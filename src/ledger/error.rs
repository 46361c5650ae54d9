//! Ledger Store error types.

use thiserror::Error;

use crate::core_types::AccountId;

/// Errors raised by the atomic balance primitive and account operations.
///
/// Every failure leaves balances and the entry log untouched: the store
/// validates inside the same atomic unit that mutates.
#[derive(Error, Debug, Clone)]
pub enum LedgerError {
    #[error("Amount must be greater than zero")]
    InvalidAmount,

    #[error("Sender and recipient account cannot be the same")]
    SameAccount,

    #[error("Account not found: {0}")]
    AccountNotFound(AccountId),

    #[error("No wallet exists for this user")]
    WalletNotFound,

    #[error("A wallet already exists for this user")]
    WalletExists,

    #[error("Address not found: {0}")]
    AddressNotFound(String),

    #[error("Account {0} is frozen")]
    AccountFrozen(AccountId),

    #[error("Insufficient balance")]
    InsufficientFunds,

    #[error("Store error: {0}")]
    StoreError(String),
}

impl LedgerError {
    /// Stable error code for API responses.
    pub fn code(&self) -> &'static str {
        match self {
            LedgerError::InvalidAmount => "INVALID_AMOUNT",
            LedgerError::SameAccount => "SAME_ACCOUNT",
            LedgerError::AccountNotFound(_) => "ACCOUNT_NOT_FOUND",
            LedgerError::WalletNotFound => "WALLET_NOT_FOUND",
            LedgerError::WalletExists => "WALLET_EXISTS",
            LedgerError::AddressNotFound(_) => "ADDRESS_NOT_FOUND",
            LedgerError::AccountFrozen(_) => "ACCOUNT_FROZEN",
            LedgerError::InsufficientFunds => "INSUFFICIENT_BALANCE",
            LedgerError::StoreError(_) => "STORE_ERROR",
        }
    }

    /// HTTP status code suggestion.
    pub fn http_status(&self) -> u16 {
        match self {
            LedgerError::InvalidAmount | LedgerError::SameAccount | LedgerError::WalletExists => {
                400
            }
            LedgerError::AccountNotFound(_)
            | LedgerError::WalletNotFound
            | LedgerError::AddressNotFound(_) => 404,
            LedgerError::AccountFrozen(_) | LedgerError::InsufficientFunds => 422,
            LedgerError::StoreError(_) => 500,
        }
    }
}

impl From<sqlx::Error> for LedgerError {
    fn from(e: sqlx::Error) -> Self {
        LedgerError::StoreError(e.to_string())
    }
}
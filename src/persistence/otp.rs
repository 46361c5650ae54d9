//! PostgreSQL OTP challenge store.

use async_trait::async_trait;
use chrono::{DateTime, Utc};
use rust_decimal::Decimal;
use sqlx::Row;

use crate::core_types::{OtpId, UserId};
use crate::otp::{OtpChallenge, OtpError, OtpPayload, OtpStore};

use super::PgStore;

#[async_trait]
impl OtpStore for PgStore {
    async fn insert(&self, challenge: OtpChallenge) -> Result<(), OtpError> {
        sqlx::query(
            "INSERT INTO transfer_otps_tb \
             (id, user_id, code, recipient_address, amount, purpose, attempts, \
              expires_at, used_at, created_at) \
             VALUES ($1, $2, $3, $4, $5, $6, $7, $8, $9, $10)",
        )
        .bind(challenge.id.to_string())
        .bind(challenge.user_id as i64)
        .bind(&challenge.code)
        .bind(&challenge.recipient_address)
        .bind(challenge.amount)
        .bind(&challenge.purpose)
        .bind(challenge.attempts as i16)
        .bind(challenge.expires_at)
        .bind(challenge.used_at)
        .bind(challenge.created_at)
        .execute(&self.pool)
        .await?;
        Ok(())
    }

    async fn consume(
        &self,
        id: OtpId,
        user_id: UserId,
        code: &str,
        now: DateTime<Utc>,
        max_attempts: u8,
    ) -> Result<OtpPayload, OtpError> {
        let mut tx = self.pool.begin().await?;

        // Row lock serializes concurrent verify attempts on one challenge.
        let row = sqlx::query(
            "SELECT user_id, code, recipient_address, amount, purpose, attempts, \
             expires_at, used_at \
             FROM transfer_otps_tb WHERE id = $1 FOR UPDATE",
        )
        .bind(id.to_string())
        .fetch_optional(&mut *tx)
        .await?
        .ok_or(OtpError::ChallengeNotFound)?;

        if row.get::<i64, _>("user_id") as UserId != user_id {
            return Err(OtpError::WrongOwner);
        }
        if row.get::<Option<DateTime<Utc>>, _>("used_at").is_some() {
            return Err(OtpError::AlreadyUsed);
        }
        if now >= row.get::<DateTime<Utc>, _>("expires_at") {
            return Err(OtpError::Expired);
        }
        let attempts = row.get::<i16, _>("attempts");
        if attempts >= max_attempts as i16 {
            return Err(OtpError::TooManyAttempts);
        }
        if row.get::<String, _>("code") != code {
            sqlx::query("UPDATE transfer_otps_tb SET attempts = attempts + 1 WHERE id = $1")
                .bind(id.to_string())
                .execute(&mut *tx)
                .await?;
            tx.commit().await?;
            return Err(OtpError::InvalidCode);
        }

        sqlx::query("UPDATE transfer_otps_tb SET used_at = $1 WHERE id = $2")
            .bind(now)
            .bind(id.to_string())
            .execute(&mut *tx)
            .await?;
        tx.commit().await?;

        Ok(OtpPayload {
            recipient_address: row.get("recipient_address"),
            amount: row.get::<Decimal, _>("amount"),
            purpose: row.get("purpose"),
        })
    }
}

******

▶ _AIM OF THE TASK_
Return, from the material above, every line with the word "query".

▶ _REPLY_
        sqlx::query(
        let row = sqlx::query(
            sqlx::query("UPDATE transfer_otps_tb SET attempts = attempts + 1 WHERE id = $1")
        sqlx::query("UPDATE transfer_otps_tb SET used_at = $1 WHERE id = $2")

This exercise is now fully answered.